Further Email Conversations on Sexuality

Dear Simeon:
I appreciate your friend's interest in Orthodoxy and the arena that it offers for him to struggle with his sexuality. We need to proceed carefully, I believe, so as not to burn any bridges before he has a chance to cross.

The traditional position of the Orthodox Church is clear and needs no repeating here. Needless to say, I uphold that position, but I would also say that it is a mistake to begin by asking what kinds of sex are "permitted" in the Church; that is putting the cart before the horse. Put that way, the question has a legal tenor, when (as I have argued before) the issue is not or should not be a matter of legality at all.

After all, chaste sexuality within marriage on one hand, and chaste celibacy on the other are and should be the fruits of a relationship of love with Christ, and not some kind of legal requirement that puts us in good standing with God and the community. We are not Christians because we observe the moral code of the Christians. Rather, we behave morally as Christians because we are Christians. The distinction is subtle but important. Our Christ-like ontological state--formed in Baptism and sustained in the Eucharistic life of the Church--yields a Christ-like attitude and behavior, and not vice versa. To put it another way, we are like Christ because we are in Christ.

So rather than beginning by asking what sorts of behavior are permitted, we must rather begin by asking another more important question: who is Jesus Christ? We need to focus whoever comes to the Church, in whatever sexual state, on the Person of Christ, on the encounter with Him in the Church's rich and varied liturgical and sacramental life, before we can hope to communicate the meaning of sexuality to them. The reason is, of course, that sexuality is a part of personhood and real personhood can only be understood in relation to Christ.

When a person comes to the Church from outside (or at least, from a distance) he or she has not fully experienced this relation, even if he or she is a Christian of one sort or another, since the fullness of Christ is revealed in the tradition that Orthodoxy has maintained intact since the beginning. The newcomer, then, is not able to fully articulate the meaning of his or her personhood in every dimension of his or her life. Until he or she is able to do this--has the sacramental vocabulary to do so--it makes no sense to even begin the conversation about sexual practices.

So I would begin by inviting your friend to come and see Christ, to meet and begin to encounter His Presence in the liturgy--all without expectations that he adopt celibacy or any other sexual way of life.

As time goes on, and the Spirit draws your friend closer to Christ, then (and only then) can he begin to realize that our purpose as Christians is to articulate Christ--who is the incarnation of God's divine love--in every dimension of our existence, sexuality included. This means that not only must all of our life begin to move towards speaking of divine love--the self-emptying, co-suffering with the Other--but also that all of our life must begin to move away from obsession with self, which I would simply define as lust.
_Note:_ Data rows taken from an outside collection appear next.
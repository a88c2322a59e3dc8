//! The network behind the cache.

use super::{
    CacheError,
    request::{Request, Response, ResponseType},
};
use crate::utils::mime::guess_content_type;
use std::{
    future::Future,
    io::ErrorKind,
    path::{Path, PathBuf},
};
use url::Url;

/// Something that can answer requests the cache misses.
///
/// A failed fetch (unreachable host, offline) is an `Err`; an HTTP error
/// status is still an `Ok` response whose `ok()` is false.
pub trait Network: Send + Sync + 'static {
    fn fetch(&self, request: &Request)
    -> impl Future<Output = Result<Response, CacheError>> + Send;
}

/// Serves a built output directory as if it were deployed at `origin`.
///
/// Cross-origin requests fail like an unreachable host would.
#[derive(Debug, Clone)]
pub struct DirectoryNetwork {
    root: PathBuf,
    origin: Url,
}

impl DirectoryNetwork {
    pub fn new(root: &Path, origin: Url) -> Self {
        Self {
            root: root.to_path_buf(),
            origin,
        }
    }

    /// Map a URL path onto a file below `root`. `/` and directories map to `index.html`.
    fn local_path(&self, url: &Url) -> PathBuf {
        let decoded = urlencoding::decode(url.path())
            .map(std::borrow::Cow::into_owned)
            .unwrap_or_else(|_| url.path().to_owned());
        let rel = decoded.trim_matches('/');

        // Never walk above the served root
        let path = self.root.join(
            Path::new(rel)
                .components()
                .filter(|c| matches!(c, std::path::Component::Normal(_)))
                .collect::<PathBuf>(),
        );
        if path.is_dir() {
            path.join("index.html")
        } else {
            path
        }
    }
}

impl Network for DirectoryNetwork {
    async fn fetch(&self, request: &Request) -> Result<Response, CacheError> {
        if request.url.origin() != self.origin.origin() {
            return Err(CacheError::NetworkFetchFailure {
                url: request.url.to_string(),
                reason: "host not served by this directory".into(),
            });
        }

        let path = self.local_path(&request.url);
        let read_path = path.clone();
        let content = tokio::task::spawn_blocking(move || std::fs::read(read_path))
            .await
            .map_err(|err| CacheError::NetworkFetchFailure {
                url: request.url.to_string(),
                reason: err.to_string(),
            })?;

        let response = match content {
            Ok(body) => Response::new(200, body)
                .with_header("Content-Type", guess_content_type(&path)),
            Err(err) if err.kind() == ErrorKind::NotFound => {
                Response::new(404, b"404 Not Found".as_slice())
                    .with_header("Content-Type", "text/plain")
            }
            Err(err) => Response::new(500, err.to_string().into_bytes())
                .with_header("Content-Type", "text/plain"),
        };
        Ok(response.with_kind(ResponseType::Basic))
    }
}
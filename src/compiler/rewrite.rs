//! Literal path rewrites for subdirectory deployment.
//!
//! Root-absolute icon and manifest references (`/favicon.svg`) break when the
//! site is served from `https://host/some/dir/`. These rules turn a fixed set
//! of them into relative references (`./favicon.svg`).

use regex::Regex;
use std::{borrow::Cow, sync::LazyLock};

/// A single pattern → replacement rule, `$1` style captures allowed.
struct Rule {
    pattern: Regex,
    replacement: &'static str,
}

impl Rule {
    fn new(pattern: &str, replacement: &'static str) -> Self {
        Self {
            pattern: Regex::new(pattern).unwrap(),
            replacement,
        }
    }
}

static HTML_RULES: LazyLock<[Rule; 3]> = LazyLock::new(|| {
    [
        Rule::new(r#"href="/(favicon[^"]+)""#, r#"href="./$1""#),
        Rule::new(
            r#"href="/apple-touch-icon\.png""#,
            r#"href="./apple-touch-icon.png""#,
        ),
        Rule::new(r#"href="/site\.webmanifest""#, r#"href="./site.webmanifest""#),
    ]
});

static MANIFEST_RULE: LazyLock<Rule> =
    LazyLock::new(|| Rule::new(r#""/(web-app-manifest-[^"]+)""#, r#""./$1""#));

static RUNTIME_LOADER_RE: LazyLock<Regex> = LazyLock::new(|| {
    Regex::new(r#"(?i)<script[^>]*src="\.\s*/js/main\.js"[^>]*>\s*</script>\s*"#).unwrap()
});

fn apply<'a>(input: Cow<'a, str>, rule: &Rule) -> Cow<'a, str> {
    let changed = match rule.pattern.replace_all(&input, rule.replacement) {
        Cow::Borrowed(_) => None,
        Cow::Owned(changed) => Some(changed),
    };
    changed.map_or(input, Cow::Owned)
}

/// Make favicon, touch icon and manifest links in the page relative.
pub fn relativize_html(html: &str) -> Cow<'_, str> {
    HTML_RULES
        .iter()
        .fold(Cow::Borrowed(html), |acc, rule| apply(acc, rule))
}

/// Make `web-app-manifest-*` icon paths in the web manifest relative.
pub fn relativize_manifest(manifest: &str) -> Cow<'_, str> {
    apply(Cow::Borrowed(manifest), &MANIFEST_RULE)
}

/// Remove the `<script src="./js/main.js"></script>` runtime include loader.
///
/// Only the first occurrence is dropped.
pub fn strip_runtime_loader(html: &str) -> Cow<'_, str> {
    RUNTIME_LOADER_RE.replace(html, "")
}
//! Build error types.

use std::path::PathBuf;
use thiserror::Error;

/// Errors raised while assembling the output tree.
///
/// `StaticAssetCopyFailure` is the only non-fatal variant: the build records
/// it and keeps going. Everything else aborts the build.
#[derive(Debug, Error)]
pub enum BuildError {
    #[error("include file not found: `{path}` (referenced from `{base}`)")]
    MissingIncludeFile {
        path: PathBuf,
        base: PathBuf,
        #[source]
        source: std::io::Error,
    },

    #[error(
        "too many <load> replacements at `{include}` (included from `{base}`, limit {limit}, possible recursion)"
    )]
    RecursionLimitExceeded {
        include: PathBuf,
        base: PathBuf,
        limit: usize,
    },

    #[error("stylesheet not found: `{0}`")]
    MissingStylesheet(PathBuf, #[source] std::io::Error),

    #[error("failed to copy `{path}`")]
    StaticAssetCopyFailure {
        path: PathBuf,
        #[source]
        source: std::io::Error,
    },

    #[error("IO error at `{0}`")]
    Io(PathBuf, #[source] std::io::Error),
}

#[cfg(test)]
mod tests {
    use super::*;
    use std::io::{Error, ErrorKind};

    #[test]
    fn test_build_error_display() {
        let err = BuildError::MissingIncludeFile {
            path: PathBuf::from("partials/header.html"),
            base: PathBuf::from("/site"),
            source: Error::new(ErrorKind::NotFound, "no such file"),
        };
        let display = err.to_string();
        assert!(display.contains("partials/header.html"));
        assert!(display.contains("/site"));

        let err = BuildError::RecursionLimitExceeded {
            include: PathBuf::from("/site/partials/loop.html"),
            base: PathBuf::from("/site/partials"),
            limit: 200,
        };
        let display = err.to_string();
        assert!(display.contains("200"));
        assert!(display.contains("/site/partials/loop.html"));
    }
}
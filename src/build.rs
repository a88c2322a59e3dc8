//! Site building orchestration.
//!
//! # Architecture
//!
//! ```text
//! build_site()
//!     │
//!     ├── clean_output()          remove + recreate the output dir
//!     │
//!     ├── rayon::join
//!     │       ├── build_html()    <load> includes → path rewrites → index.html
//!     │       └── build_css()     @import bundle → strip comments → styles.css
//!     │
//!     └── copy_static()           dirs, root files, manifest, server files
//!                                 (per-file failures are logged, not fatal)
//! ```

use crate::{
    compiler::{
        BuildError, CssBundler, IncludeResolver,
        assets::{self, CopyReport},
        css::strip_comments,
        rewrite,
    },
    config::SiteConfig,
    log,
    utils::minify::minify_page,
};
use anyhow::{Context, Result};
use std::{
    error::Error as _,
    fs,
    path::{Path, PathBuf},
};

/// Summary of one build.
#[derive(Debug, Default)]
pub struct BuildReport {
    /// `<load>` tags resolved into the entry page.
    pub includes: usize,
    /// Stylesheets inlined into the bundle, entry included.
    pub stylesheets: usize,
    /// Static files written verbatim (or with rewritten paths).
    pub copied: usize,
    /// Non-fatal copy failures, already logged.
    pub failures: Vec<BuildError>,
}

/// Build the entire site into `config.build.output`.
///
/// HTML and CSS are assembled in parallel; an error in either aborts the
/// build. Static copies run afterwards and never fail the build.
pub fn build_site(config: &SiteConfig) -> Result<BuildReport> {
    let output = config.output_dir();
    clean_output(&output)?;

    let (html_result, css_result) = rayon::join(
        || build_html(config, &output),
        || build_css(config, &output),
    );
    let includes = html_result?;
    let stylesheets = css_result?;

    let copy = copy_static(config, &output);
    for failure in &copy.failures {
        log!("warn"; "{}", describe(failure));
    }

    let report = BuildReport {
        includes,
        stylesheets,
        copied: copy.copied,
        failures: copy.failures,
    };
    log!("build"; "done → {} ({} files copied, {} skipped)",
        output.display(), report.copied, report.failures.len());

    Ok(report)
}

/// Remove the output directory if present, then recreate it empty.
fn clean_output(output: &Path) -> Result<()> {
    if output.exists() {
        fs::remove_dir_all(output).with_context(|| {
            format!("Failed to clear output directory: {}", output.display())
        })?;
    }
    fs::create_dir_all(output)
        .with_context(|| format!("Failed to create output directory: {}", output.display()))
}

/// Assemble the entry page. Returns the number of includes resolved.
fn build_html(config: &SiteConfig, output: &Path) -> Result<usize> {
    let root = config.get_root();
    let entry = root.join(&config.build.entry_html);

    let html = fs::read_to_string(&entry)
        .map_err(|err| BuildError::Io(entry.clone(), err))
        .with_context(|| format!("Failed to read entry page {}", entry.display()))?;

    let resolved = IncludeResolver::new(config.build.max_passes)
        .resolve(&html, root)
        .with_context(|| format!("Failed to assemble {}", entry.display()))?;
    log!("html"; "resolved {} includes (depth {})", resolved.includes, resolved.depth);

    let html = rewrite::relativize_html(&resolved.html);
    let html = if config.build.strip_runtime_loader {
        rewrite::strip_runtime_loader(&html).into_owned()
    } else {
        html.into_owned()
    };
    let html = minify_page(&html, &config.build);

    write_output(&output.join(&config.build.entry_html), html.as_bytes())?;
    Ok(resolved.includes)
}

/// Bundle the entry stylesheet. Returns the number of stylesheets inlined.
fn build_css(config: &SiteConfig, output: &Path) -> Result<usize> {
    let entry = config.get_root().join(&config.build.entry_css);

    let mut bundler = CssBundler::new();
    let bundled = bundler
        .bundle(&entry)
        .with_context(|| format!("Failed to bundle {}", entry.display()))?;
    // Nested imports are stripped per file; this pass catches anything that
    // only forms a comment once the files are joined.
    let cleaned = strip_comments(&bundled);
    log!("css"; "bundled {} stylesheets", bundler.visited());

    write_output(&output.join(&config.build.entry_css), cleaned.as_bytes())?;
    Ok(bundler.visited())
}

/// Copy directories, root files, the manifest and server files.
fn copy_static(config: &SiteConfig, output: &Path) -> CopyReport {
    let root = config.get_root();
    let build = &config.build;
    let mut report = CopyReport::default();

    for dir in &build.dirs {
        assets::copy_dir(&root.join(dir), &output.join(dir), &mut report);
    }
    assets::copy_files(root, output, &build.files, &mut report);
    assets::write_manifest(root, output, &build.manifest, &mut report);
    assets::copy_files(root, output, &build.server_files, &mut report);

    log!("assets"; "copied {} files", report.copied);
    report
}

fn write_output(path: &Path, content: &[u8]) -> Result<()> {
    if let Some(parent) = path.parent() {
        fs::create_dir_all(parent)?;
    }
    fs::write(path, content)
        .map_err(|err| BuildError::Io(PathBuf::from(path), err))
        .with_context(|| format!("Failed to write {}", path.display()))
}

/// Error message with its immediate cause, e.g. `failed to copy x: No such file`.
fn describe(err: &BuildError) -> String {
    match err.source() {
        Some(source) => format!("{err}: {source}"),
        None => err.to_string(),
    }
}

#[cfg(test)]
mod tests {
    use super::*;
    use tempfile::{TempDir, tempdir};

    fn write(dir: &Path, rel: &str, content: &str) {
        let path = dir.join(rel);
        fs::create_dir_all(path.parent().unwrap()).unwrap();
        fs::write(path, content).unwrap();
    }

    fn site() -> (TempDir, SiteConfig) {
        let dir = tempdir().unwrap();
        let root = dir.path();
        write(
            root,
            "index.html",
            concat!(
                r#"<head><link rel="icon" href="/favicon.svg"><link rel="manifest" href="/site.webmanifest"></head>"#,
                r#"<body><load src="partials/hero.html" title="Willkommen"></load></body>"#,
            ),
        );
        write(root, "partials/hero.html", "<h1>{{title}}</h1>");
        write(
            root,
            "css/styles.css",
            "/* entry */@import 'base.css';\n.site{}",
        );
        write(root, "css/base.css", "body{margin:0}");
        write(root, "img/logo.png", "png");
        write(root, "js/main.js", "console.log(1)");
        write(root, "favicon.svg", "<svg/>");
        write(root, "sw.js", "self.addEventListener('fetch', () => {})");
        write(
            root,
            "site.webmanifest",
            r#"{"icons":[{"src":"/web-app-manifest-192x192.png"}]}"#,
        );
        write(root, "contact.php", "<?php");

        let mut config = SiteConfig::default();
        config.root = root.to_path_buf();
        (dir, config)
    }

    #[test]
    fn test_build_site_writes_flattened_output() {
        let (dir, config) = site();
        let report = build_site(&config).unwrap();
        let dist = dir.path().join("dist");

        let html = fs::read_to_string(dist.join("index.html")).unwrap();
        assert!(html.contains("<h1>Willkommen</h1>"));
        assert!(html.contains(r#"href="./favicon.svg""#));
        assert!(html.contains(r#"href="./site.webmanifest""#));
        assert!(!html.contains("<load"));

        let css = fs::read_to_string(dist.join("css/styles.css")).unwrap();
        assert_eq!(css, "body{margin:0}\n.site{}");

        assert_eq!(report.includes, 1);
        assert_eq!(report.stylesheets, 2);
    }

    #[test]
    fn test_build_site_copies_static_and_tolerates_missing() {
        let (dir, config) = site();
        let report = build_site(&config).unwrap();
        let dist = dir.path().join("dist");

        assert!(dist.join("img/logo.png").exists());
        assert!(dist.join("js/main.js").exists());
        assert!(dist.join("sw.js").exists());
        assert!(dist.join("contact.php").exists());
        assert_eq!(
            fs::read_to_string(dist.join("site.webmanifest")).unwrap(),
            r#"{"icons":[{"src":"./web-app-manifest-192x192.png"}]}"#
        );

        // favicon.ico, robots.txt, .htaccess ... are absent from the fixture
        assert!(!report.failures.is_empty());
        assert!(
            report
                .failures
                .iter()
                .all(|f| matches!(f, BuildError::StaticAssetCopyFailure { .. }))
        );
    }

    #[test]
    fn test_build_site_clears_previous_output() {
        let (dir, config) = site();
        write(dir.path(), "dist/stale.html", "old");

        build_site(&config).unwrap();
        assert!(!dir.path().join("dist/stale.html").exists());
    }

    #[test]
    fn test_build_site_missing_include_is_fatal() {
        let (dir, config) = site();
        fs::remove_file(dir.path().join("partials/hero.html")).unwrap();

        let err = build_site(&config).unwrap_err();
        assert!(err.chain().any(|e| matches!(
            e.downcast_ref::<BuildError>(),
            Some(BuildError::MissingIncludeFile { .. })
        )));
    }

    #[test]
    fn test_build_site_cyclic_include_is_fatal() {
        let (dir, mut config) = site();
        write(dir.path(), "partials/hero.html", r#"<load src="hero.html"></load>"#);
        config.build.max_passes = 10;

        let err = build_site(&config).unwrap_err();
        assert!(err.chain().any(|e| matches!(
            e.downcast_ref::<BuildError>(),
            Some(BuildError::RecursionLimitExceeded { .. })
        )));
    }

    #[test]
    fn test_build_site_missing_stylesheet_is_fatal() {
        let (dir, config) = site();
        fs::remove_file(dir.path().join("css/base.css")).unwrap();

        assert!(build_site(&config).is_err());
    }

    #[test]
    fn test_build_site_strips_runtime_loader() {
        let (dir, mut config) = site();
        write(
            dir.path(),
            "index.html",
            "<body><p>x</p><script src=\"./js/main.js\"></script></body>",
        );
        config.build.strip_runtime_loader = true;

        build_site(&config).unwrap();
        let html = fs::read_to_string(dir.path().join("dist/index.html")).unwrap();
        assert_eq!(html, "<body><p>x</p></body>");
    }
}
Eventually, then, by God's grace, your friend will gravitate towards chastity, which I would define as the quality of a life devoted to speaking of divine love as it is revealed in Christ. At that point, he can choose how that chastity will express itself physically, either in a passion that is unmediated and directed solely at God, or else mediated through union with another, a union whose purpose it is to articulate the love of the divine Bridegroom for His created Bride.

As you can see, this process is not merely for newcomers in the Church. To the extent that anyone in the Church--married or single, gay or straight or whatever--is caught up in self, we need to seek to be purified of lust and endowed with chastity above all. The heterosexual married man in the Church is not "safe" by virtue of his canonical status. He may be in as much need of this process of purification as the faithful, monogamous same-sex partner seeking a closer experience of truth.

Indeed, I would even go so far as to say that a heterosexual marriage in which lust is prevalent (such as, for example, when the use of pornography is involved) is more questionable than a same-sex relationship where the partners' eyes and bodies belong only to one another. In other words, I would be more likely to uphold the fidelity of the latter, which is truer to the nature of authentic love, over the canonical correctness of the former, in which adultery has already been conceived.

My point is, we must first seek Christ and chastity--a single and total devotion to Him--before we can come to articulate Him properly in our sexuality. The Church rightly offers only two fruits of chastity--celibacy and heterosexual, monogamous marriage--but they are better seen as two destinations, two branches in the movement towards chastity. One person may be 'closer' to either one of these destinations, but none of us has arrived. The fact is, we are all along the same path somewhere on a journey towards authentic humanity (and thus authentic sexuality) that will not end until the age to come.

I hope I haven't caused confusion or stumbling. Please let me know if I have.